Van Kuffeler, armé du soutien d'importants investisseurs, a revendiqué la victoire lorsque le soutien irrévocable des actionnaires a dépassé la barre des 50%.

Mais avec 90% d'acceptations requises (bien que cela puisse demander un seuil plus bas), la victoire n'est pas totale.

Selon Van Kuffeler, la réglementation de la NSF est meilleure que celle de Provvy, et sa compréhension supérieure de l’entreprise rend son leadership préférable à celui de son ami des pauvres, Malcolm Le May.

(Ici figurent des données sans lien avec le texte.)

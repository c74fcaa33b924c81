//! One synthesis run: a registry, a manifest, and the validate → synthesize →
//! emit pipeline between them.
//!
//! Both accumulators sit behind locks so a `&Session` can be shared with
//! worker threads; every mutation of either map goes through its exclusive
//! section.

use std::sync::{Arc, Mutex, MutexGuard, PoisonError, RwLock};

use once_cell::sync::Lazy;
use rayon::prelude::*;
use regex::Regex;
use serde_json::{Map, Value};
use tracing::{debug, info};

use crate::block::ConfigBlock;
use crate::declaration::Declaration;
use crate::error::{SynthError, SynthResult};
use crate::manifest::Manifest;
use crate::reference::ResourceReference;
use crate::registry::{Registry, ResourceKind, ResourceModule};

static RESOURCE_NAME: Lazy<Regex> =
    Lazy::new(|| Regex::new(r"^[A-Za-z_][A-Za-z0-9_-]*$").expect("static regex"));

#[derive(Debug, Clone)]
pub struct SessionConfig {
    /// Validate and synthesize batch declarations on the rayon pool.
    pub parallel: bool,
    /// Reject resource names that are not valid block identifiers.
    pub validate_names: bool,
}

impl Default for SessionConfig {
    fn default() -> Self {
        Self { parallel: true, validate_names: true }
    }
}

/// A declaration that passed every check and is ready to be committed.
#[derive(Debug)]
struct Prepared {
    kind: String,
    name: String,
    block: ConfigBlock,
    reference: ResourceReference,
}

#[derive(Debug, Default)]
pub struct Session {
    config: SessionConfig,
    registry: RwLock<Registry>,
    manifest: Mutex<Manifest>,
}

impl Session {
    pub fn new(config: SessionConfig) -> Self {
        Self { config, registry: RwLock::default(), manifest: Mutex::default() }
    }

    pub fn config(&self) -> &SessionConfig {
        &self.config
    }

    pub fn register(&self, module: ResourceModule) -> bool {
        self.registry.write().unwrap_or_else(PoisonError::into_inner).register(module)
    }

    pub fn lookup(&self, namespace: &str) -> Option<Arc<ResourceModule>> {
        self.registry.read().unwrap_or_else(PoisonError::into_inner).lookup(namespace)
    }

    pub fn resolve(&self, kind: &str) -> SynthResult<Arc<ResourceKind>> {
        self.registry.read().unwrap_or_else(PoisonError::into_inner).resolve(kind)
    }

    pub fn modules(&self) -> Vec<Arc<ResourceModule>> {
        self.registry.read().unwrap_or_else(PoisonError::into_inner).modules().cloned().collect()
    }

    /// Every registered kind, in registration order.
    pub fn kinds(&self) -> Vec<Arc<ResourceKind>> {
        self.registry.read().unwrap_or_else(PoisonError::into_inner).kinds().cloned().collect()
    }

    /// Validate, synthesize and commit one resource.
    pub fn declare(
        &self,
        kind: &str,
        name: &str,
        raw: &Map<String, Value>,
    ) -> SynthResult<ResourceReference> {
        let prepared = self.prepare(kind, name, raw)?;
        self.commit(prepared)
    }

    /// Run the pipeline without touching the manifest.
    pub fn check(
        &self,
        kind: &str,
        name: &str,
        raw: &Map<String, Value>,
    ) -> SynthResult<ResourceReference> {
        self.prepare(kind, name, raw).map(|p| p.reference)
    }

    /// Declare a batch in order, stopping at the first failure.
    ///
    /// With `parallel` set, preparation fans out over rayon; commits still
    /// happen one at a time in declaration order, so the error reported and
    /// the resources committed before it match a sequential run.
    pub fn declare_all(&self, declarations: &[Declaration]) -> SynthResult<Vec<ResourceReference>> {
        let references = if self.config.parallel {
            let prepared: Vec<SynthResult<Prepared>> = declarations
                .par_iter()
                .map(|d| self.prepare(&d.kind, &d.name, &d.attributes))
                .collect();
            prepared
                .into_iter()
                .map(|p| p.and_then(|p| self.commit(p)))
                .collect::<SynthResult<Vec<_>>>()?
        } else {
            declarations
                .iter()
                .map(|d| self.declare(&d.kind, &d.name, &d.attributes))
                .collect::<SynthResult<Vec<_>>>()?
        };
        info!(count = references.len(), parallel = self.config.parallel, "declared resources");
        Ok(references)
    }

    /// Snapshot of the manifest so far.
    pub fn manifest(&self) -> Manifest {
        self.lock_manifest().clone()
    }

    pub fn into_manifest(self) -> Manifest {
        self.manifest.into_inner().unwrap_or_else(PoisonError::into_inner)
    }

    pub fn document(&self) -> Value {
        self.lock_manifest().to_document()
    }

    fn prepare(&self, kind: &str, name: &str, raw: &Map<String, Value>) -> SynthResult<Prepared> {
        let resource = self.resolve(kind)?;
        if self.config.validate_names && !RESOURCE_NAME.is_match(name) {
            return Err(SynthError::InvalidResourceName {
                name: name.to_string(),
                reason: "must start with a letter or underscore and contain only [A-Za-z0-9_-]"
                    .to_string(),
            });
        }
        let attrs = resource.validate(raw)?;
        let block = resource.synthesize(&attrs);
        let reference = resource.reference(name, &attrs);
        debug!(kind, name, keys = block.len(), "prepared resource");
        Ok(Prepared { kind: kind.to_string(), name: name.to_string(), block, reference })
    }

    fn commit(&self, prepared: Prepared) -> SynthResult<ResourceReference> {
        let Prepared { kind, name, block, reference } = prepared;
        self.lock_manifest().insert(&kind, &name, block)?;
        Ok(reference)
    }

    fn lock_manifest(&self) -> MutexGuard<'_, Manifest> {
        self.manifest.lock().unwrap_or_else(PoisonError::into_inner)
    }
}

#[cfg(test)]
mod tests {
    use super::*;
    use crate::block::EmissionPlan;
    use crate::descriptor::TypeDescriptor;
    use crate::schema::{AttributeSpec, ResourceSchema};
    use serde_json::json;

    fn queue_module() -> ResourceModule {
        let schema = ResourceSchema::new("aws_sqs_queue")
            .attribute(AttributeSpec::required("name", TypeDescriptor::string()))
            .attribute(AttributeSpec::optional("delay_seconds", TypeDescriptor::integer()));
        let plan = EmissionPlan::new().scalars(["name", "delay_seconds"]);
        ResourceModule::new("aws.sqs")
            .kind(ResourceKind::new(schema, plan).with_outputs(["id", "arn", "url"]))
    }

    fn attrs(v: Value) -> Map<String, Value> {
        match v {
            Value::Object(m) => m,
            _ => panic!("fixture must be an object"),
        }
    }

    fn session(parallel: bool) -> Session {
        let session = Session::new(SessionConfig { parallel, ..SessionConfig::default() });
        session.register(queue_module());
        session
    }

    #[test]
    fn declare_commits_and_returns_reference() {
        let session = session(false);
        let r = session.declare("aws_sqs_queue", "jobs", &attrs(json!({"name": "jobs"}))).unwrap();
        assert_eq!(r.output("url"), Some("${aws_sqs_queue.jobs.url}"));
        assert_eq!(
            session.document(),
            json!({"resource": {"aws_sqs_queue": {"jobs": {"name": "jobs"}}}})
        );
    }

    #[test]
    fn duplicate_declaration_is_rejected() {
        let session = session(false);
        session.declare("aws_sqs_queue", "jobs", &attrs(json!({"name": "a"}))).unwrap();
        let err = session
            .declare("aws_sqs_queue", "jobs", &attrs(json!({"name": "b"})))
            .unwrap_err();
        assert_eq!(
            err,
            SynthError::DuplicateResourceDefinition {
                kind: "aws_sqs_queue".into(),
                name: "jobs".into()
            }
        );
        assert_eq!(session.manifest().len(), 1);
    }

    #[test]
    fn invalid_input_adds_nothing() {
        let session = session(false);
        let err = session
            .declare("aws_sqs_queue", "jobs", &attrs(json!({"delay_seconds": 5})))
            .unwrap_err();
        assert_eq!(err, SynthError::missing("name"));
        assert!(session.manifest().is_empty());
    }

    #[test]
    fn check_does_not_commit() {
        let session = session(false);
        session.check("aws_sqs_queue", "jobs", &attrs(json!({"name": "a"}))).unwrap();
        assert!(session.manifest().is_empty());
    }

    #[test]
    fn names_and_kinds_are_checked() {
        let session = session(false);
        assert!(matches!(
            session.declare("aws_sqs_queue", "9lives", &attrs(json!({"name": "a"}))),
            Err(SynthError::InvalidResourceName { .. })
        ));
        assert!(matches!(
            session.declare("aws_sns_topic", "t", &attrs(json!({}))),
            Err(SynthError::UnknownResourceKind { .. })
        ));
    }

    #[test]
    fn batches_stop_at_first_failure_in_order() {
        for parallel in [false, true] {
            let session = session(parallel);
            let decls = vec![
                Declaration::new("aws_sqs_queue", "a", attrs(json!({"name": "a"}))),
                Declaration::new("aws_sqs_queue", "b", attrs(json!({"name": 1}))),
                Declaration::new("aws_sqs_queue", "c", attrs(json!({}))),
            ];
            let err = session.declare_all(&decls).unwrap_err();
            assert!(matches!(err, SynthError::TypeMismatch { ref field, .. } if field == "name"));
            let manifest = session.manifest();
            assert!(manifest.contains("aws_sqs_queue", "a"));
            assert!(!manifest.contains("aws_sqs_queue", "c"));
        }
    }

    #[test]
    fn parallel_and_sequential_documents_match() {
        let decls: Vec<_> = (0..32)
            .map(|i| {
                let name = format!("q{i}");
                let input = attrs(json!({"name": name, "delay_seconds": i}));
                Declaration::new("aws_sqs_queue", name, input)
            })
            .collect();
        let a = session(true);
        let b = session(false);
        a.declare_all(&decls).unwrap();
        b.declare_all(&decls).unwrap();
        assert_eq!(
            serde_json::to_string(&a.document()).unwrap(),
            serde_json::to_string(&b.document()).unwrap()
        );
    }

    #[test]
    fn sessions_are_independent() {
        let a = session(false);
        let b = session(false);
        a.declare("aws_sqs_queue", "jobs", &attrs(json!({"name": "a"}))).unwrap();
        b.declare("aws_sqs_queue", "jobs", &attrs(json!({"name": "b"}))).unwrap();
        assert_eq!(a.manifest().len(), 1);
        assert_eq!(b.manifest().len(), 1);
    }
}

Il pourrait y avoir quelque chose à cela, étant donné que Le May est occupé à trouver un président pour le groupe de paris sur les spreads IG. Mais van Kuffeler n'inspire pas beaucoup de confiance non plus.

Le régulateur, la Financial Conduct Authority (FCA), est déjà intervenu pour mettre NSF en garde contre le danger de lever les contrôles sur les prêts et de mettre en place de nouvelles incitations.

Après que le scandale des mini-obligations de London Capital & Finance a gâché la réputation de la FCA, il est inimaginable que les autorités de réglementation acceptent l’accord NSF.

Cela est d'autant plus vrai après avoir admis que NSF avait violé de manière technique le Companies Act en versant des dividendes sur les réserves et par le biais d'une transaction intragroupe en 2016.

Rien de tout cela ne donne à penser que van Kuffeler ou NSF sont de bons intendants pour être les prêteurs des emprunteurs britanniques les plus vulnérables et les moins solvables.

Avant de conclure un accord, van Kuffeler et Le May doivent mettre de côté leur ambition personnelle, démissionner et permettre aux nouvelles équipes de direction de s’installer avant de procéder à une fusion potentiellement désastreuse pour toutes les parties concernées. Cela inclut la FCA en guerre.

Ginastics

Le désespoir s'est-il installé à Waitrose? Après avoir fourni du café gratuit et des copies du Daily Mail, il a pris le train du gin et propose des dégustations de créateurs à la maison.

Ensuite, peut-être, des transformations de la quarantaine dans les allées vides.